Further information about W97M/Pri.Q is available at http://www.F-Secure.com/v-descs/pri.shtml
The virus creates an infected workbook to the Excel startup directory, "CyberNET.xls", to infect Excel.
In addition, the virus disables the macro virus warning from both Excel and Word.
The e-mail messages sent by Cybernet look like this:
From: name-of-the-infected-user To: random-name-from-address-book Subject: You've GOT Mail !!! Please, saved the document after you read and don't show to anyone else. The document is also VIRUS FREE...so DISREGARD the virus protection warning !!! Attachment: random infected DOC file
Cybernet will attempt to activate in August or December when it tries to format the hard drive.
The payload activates on 17th of August or 25th of December when it replaces c:\autoexec.bat with the text:
Vine...Vide...Vice...Moslem Power Never End...

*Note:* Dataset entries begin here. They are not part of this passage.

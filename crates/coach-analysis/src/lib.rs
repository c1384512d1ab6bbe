//! Squat classification: bend-angle extraction and the rep state machine.
//!
//! Consumes calibrated, smoothed attitudes one tick at a time and emits
//! discrete coaching events (rep completed, bad form). Pure logic; no I/O,
//! no engine, no callbacks.

pub mod analyzer;
pub mod angle;
pub mod events;

pub use analyzer::{AnalyzerConfig, ExerciseState, RepAnalyzer, BOTTOM_EXIT_MARGIN};
pub use angle::bend_angle;
pub use events::{AnalysisEvent, BadFormEvent, BadFormReason, RepEvent, RepQuality};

I'm Really Sorry, This System Have Been Recycled By -= CyberNET =- Virus!!!
Brought To You From INDONESIA...
A command to format the C:\ drive is added to c:\autoexec.bat as well. It will be executed when the Windows 95/98 system restarts. Furthermore, the virus modifies the c:\config.sys file in a way that the execution of autoexec.bat cannot be bypassed with F5 or F8 keys.
On the activation dates the virus adds a random number of random shapes to the active document and shows this message:
Assalamualaikum Li Kulli Muslim...Moslem Power Never End... Nothing Can Stop << CyberNET >> Virus. Your System Has Already Infected !!! Now...I Am Outta Here...

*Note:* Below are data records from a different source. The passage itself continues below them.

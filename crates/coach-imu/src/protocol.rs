use crate::types::RawImuSample;
use glam::{Quat, Vec3};
use std::collections::VecDeque;
use thiserror::Error;

/// Frame start marker for the phone sensor stream.
const HEADER: [u8; 2] = [0x5A, 0xA5];

/// Frame carrying a fused attitude quaternion plus linear acceleration.
const FRAME_ATTITUDE: u8 = 0x01;
/// Frame carrying raw gyro + accel (phone-side fusion disabled).
const FRAME_RAW: u8 = 0x02;

/// Payload sizes: attitude = 7 x f32, raw = 6 x f32.
const ATTITUDE_PAYLOAD_LEN: usize = 28;
const RAW_PAYLOAD_LEN: usize = 24;

#[derive(Debug, Error)]
pub enum ProtocolError {
    #[error("Unknown frame type 0x{0:02x}")]
    UnknownFrameType(u8),
    #[error("Checksum mismatch (expected 0x{expected:02x}, got 0x{actual:02x})")]
    BadChecksum { expected: u8, actual: u8 },
}

/// One decoded frame from the sensor stream.
#[derive(Debug, Clone, Copy)]
pub enum StreamFrame {
    /// Phone did the sensor fusion; attitude arrives ready to use.
    Attitude { attitude: Quat, accel: Vec3 },
    /// Raw inertial data; host runs the fusion filter.
    Raw(RawImuSample),
}

/// Streaming parser for the phone sensor protocol.
///
/// Wire format per frame, little-endian:
/// `HEADER(2) | type(1) | payload(24 or 28) | xor-checksum(1)`
/// where the checksum covers the type byte and the payload.
///
/// Feed raw TCP bytes via `push_data`, then drain frames via `next_frame`.
/// The parser resynchronizes on the header after corrupt frames.
pub struct FrameParser {
    buffer: VecDeque<u8>,
}

impl FrameParser {
    pub fn new() -> Self {
        Self {
            buffer: VecDeque::with_capacity(4096),
        }
    }

    /// Append received bytes to the internal buffer.
    pub fn push_data(&mut self, data: &[u8]) {
        self.buffer.extend(data);
    }

    /// Try to extract the next complete frame from the buffer.
    /// Returns `None` if no complete frame is available yet.
    pub fn next_frame(&mut self) -> Option<Result<StreamFrame, ProtocolError>> {
        let (outcome, consumed) = {
            let buf = self.buffer.make_contiguous();
            let header_pos = find_pattern(buf, &HEADER)?;
            let frame = &buf[header_pos..];

            if frame.len() < HEADER.len() + 1 {
                // Drop leading garbage so the next call starts at the header.
                (None, header_pos)
            } else {
                let frame_type = frame[HEADER.len()];
                match payload_len(frame_type) {
                    // Skip this header and rescan; the real frame may start
                    // inside what looked like one.
                    None => (
                        Some(Err(ProtocolError::UnknownFrameType(frame_type))),
                        header_pos + HEADER.len(),
                    ),
                    Some(payload_len) => {
                        let total = HEADER.len() + 1 + payload_len + 1;
                        if frame.len() < total {
                            (None, header_pos)
                        } else {
                            let payload =
                                &frame[HEADER.len() + 1..HEADER.len() + 1 + payload_len];
                            let expected = xor_checksum(frame_type, payload);
                            let actual = frame[total - 1];

                            if expected != actual {
                                (
                                    Some(Err(ProtocolError::BadChecksum { expected, actual })),
                                    header_pos + HEADER.len(),
                                )
                            } else {
                                (
                                    Some(Ok(decode_payload(frame_type, payload))),
                                    header_pos + total,
                                )
                            }
                        }
                    }
                }
            }
        };

        self.buffer.drain(..consumed);
        outcome
    }
}

impl Default for FrameParser {
    fn default() -> Self {
        Self::new()
    }
}

fn payload_len(frame_type: u8) -> Option<usize> {
    match frame_type {
        FRAME_ATTITUDE => Some(ATTITUDE_PAYLOAD_LEN),
        FRAME_RAW => Some(RAW_PAYLOAD_LEN),
        _ => None,
    }
}

fn decode_payload(frame_type: u8, payload: &[u8]) -> StreamFrame {
    let f = |offset: usize| -> f32 {
        let bytes: [u8; 4] = payload[offset..offset + 4].try_into().unwrap();
        f32::from_le_bytes(bytes)
    };

    match frame_type {
        FRAME_ATTITUDE => StreamFrame::Attitude {
            attitude: Quat::from_xyzw(f(0), f(4), f(8), f(12)),
            accel: Vec3::new(f(16), f(20), f(24)),
        },
        FRAME_RAW => StreamFrame::Raw(RawImuSample {
            gyro: Vec3::new(f(0), f(4), f(8)),
            accel: Vec3::new(f(12), f(16), f(20)),
        }),
        // Callers only pass validated frame types.
        _ => unreachable!("decode_payload called with unknown frame type"),
    }
}

fn xor_checksum(frame_type: u8, payload: &[u8]) -> u8 {
    payload.iter().fold(frame_type, |acc, b| acc ^ b)
}

fn find_pattern(haystack: &[u8], needle: &[u8]) -> Option<usize> {
    haystack
        .windows(needle.len())
        .position(|window| window == needle)
}

#[cfg(test)]
mod tests {
    use super::*;

    /// Build a synthetic attitude frame for testing.
    fn make_attitude_frame(q: [f32; 4], a: [f32; 3]) -> Vec<u8> {
        let mut payload = Vec::new();
        for v in q.iter().chain(a.iter()) {
            payload.extend_from_slice(&v.to_le_bytes());
        }
        frame_bytes(FRAME_ATTITUDE, &payload)
    }

    fn make_raw_frame(g: [f32; 3], a: [f32; 3]) -> Vec<u8> {
        let mut payload = Vec::new();
        for v in g.iter().chain(a.iter()) {
            payload.extend_from_slice(&v.to_le_bytes());
        }
        frame_bytes(FRAME_RAW, &payload)
    }

    fn frame_bytes(frame_type: u8, payload: &[u8]) -> Vec<u8> {
        let mut frame = Vec::new();
        frame.extend_from_slice(&HEADER);
        frame.push(frame_type);
        frame.extend_from_slice(payload);
        frame.push(xor_checksum(frame_type, payload));
        frame
    }

    #[test]
    fn parse_single_attitude_frame() {
        let frame = make_attitude_frame([0.0, 0.0, 0.0, 1.0], [0.1, -0.2, 9.8]);
        let mut parser = FrameParser::new();
        parser.push_data(&frame);

        match parser.next_frame().unwrap().unwrap() {
            StreamFrame::Attitude { attitude, accel } => {
                assert!((attitude.w - 1.0).abs() < 1e-6);
                assert!((accel.z - 9.8).abs() < 1e-6);
            }
            other => panic!("expected attitude frame, got {other:?}"),
        }

        // No more frames.
        assert!(parser.next_frame().is_none());
    }

    #[test]
    fn parse_raw_frame() {
        let frame = make_raw_frame([0.5, -0.5, 0.1], [0.0, 0.0, 9.81]);
        let mut parser = FrameParser::new();
        parser.push_data(&frame);

        match parser.next_frame().unwrap().unwrap() {
            StreamFrame::Raw(sample) => {
                assert!((sample.gyro.x - 0.5).abs() < 1e-6);
                assert!((sample.accel.z - 9.81).abs() < 1e-6);
            }
            other => panic!("expected raw frame, got {other:?}"),
        }
    }

    #[test]
    fn parse_fragmented_data() {
        let frame = make_attitude_frame([0.0, 0.7071, 0.0, 0.7071], [0.0; 3]);
        let mid = frame.len() / 2;

        let mut parser = FrameParser::new();

        // Feed first half — no complete frame yet.
        parser.push_data(&frame[..mid]);
        assert!(parser.next_frame().is_none());

        // Feed second half — now we can parse.
        parser.push_data(&frame[mid..]);
        assert!(parser.next_frame().unwrap().is_ok());
    }

    #[test]
    fn skips_leading_garbage() {
        let mut data = vec![0x00, 0xFF, 0x5A, 0x00]; // junk, incl. a lone header byte
        data.extend_from_slice(&make_raw_frame([1.0, 2.0, 3.0], [0.0; 3]));

        let mut parser = FrameParser::new();
        parser.push_data(&data);
        assert!(parser.next_frame().unwrap().is_ok());
    }

    #[test]
    fn bad_checksum_then_resync() {
        let mut bad = make_raw_frame([1.0, 0.0, 0.0], [0.0; 3]);
        let last = bad.len() - 1;
        bad[last] ^= 0xFF;
        let good = make_attitude_frame([0.0, 0.0, 0.0, 1.0], [0.0; 3]);

        let mut parser = FrameParser::new();
        parser.push_data(&bad);
        parser.push_data(&good);

        assert!(matches!(
            parser.next_frame().unwrap(),
            Err(ProtocolError::BadChecksum { .. })
        ));
        // Parser recovers on the next valid frame.
        assert!(parser.next_frame().unwrap().is_ok());
    }

    #[test]
    fn unknown_frame_type_is_reported() {
        let mut parser = FrameParser::new();
        parser.push_data(&[0x5A, 0xA5, 0x7F]);
        assert!(matches!(
            parser.next_frame().unwrap(),
            Err(ProtocolError::UnknownFrameType(0x7F))
        ));
    }

    #[test]
    fn parses_back_to_back_frames() {
        let mut data = make_raw_frame([1.0, 0.0, 0.0], [0.0; 3]);
        data.extend_from_slice(&make_raw_frame([2.0, 0.0, 0.0], [0.0; 3]));

        let mut parser = FrameParser::new();
        parser.push_data(&data);

        for expected in [1.0_f32, 2.0] {
            match parser.next_frame().unwrap().unwrap() {
                StreamFrame::Raw(s) => assert!((s.gyro.x - expected).abs() < 1e-6),
                other => panic!("expected raw frame, got {other:?}"),
            }
        }
        assert!(parser.next_frame().is_none());
    }
}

Then the virus exits Windows. This will allow the virus to execute autoexec.bat which will try to format the C: drive.
When the payload activates in the Excel it adds a random number of comments to the active workbook. Otherwise the payload is the same as the payload in the Word part.
The virus code contains three additional comments:
W97M/CyberNET (C)2000 - Indonesia By AnomOke! I'm NOT Responsible For Any Damage That Posible Cause By My Virus...!!! anti-heuristic for stupid McAfee antivirus scanner anti-heuristic for stupid Norton antivirus scanner
O97M/Cybernet.A is slightly polymorphic; it changes it's code between infections.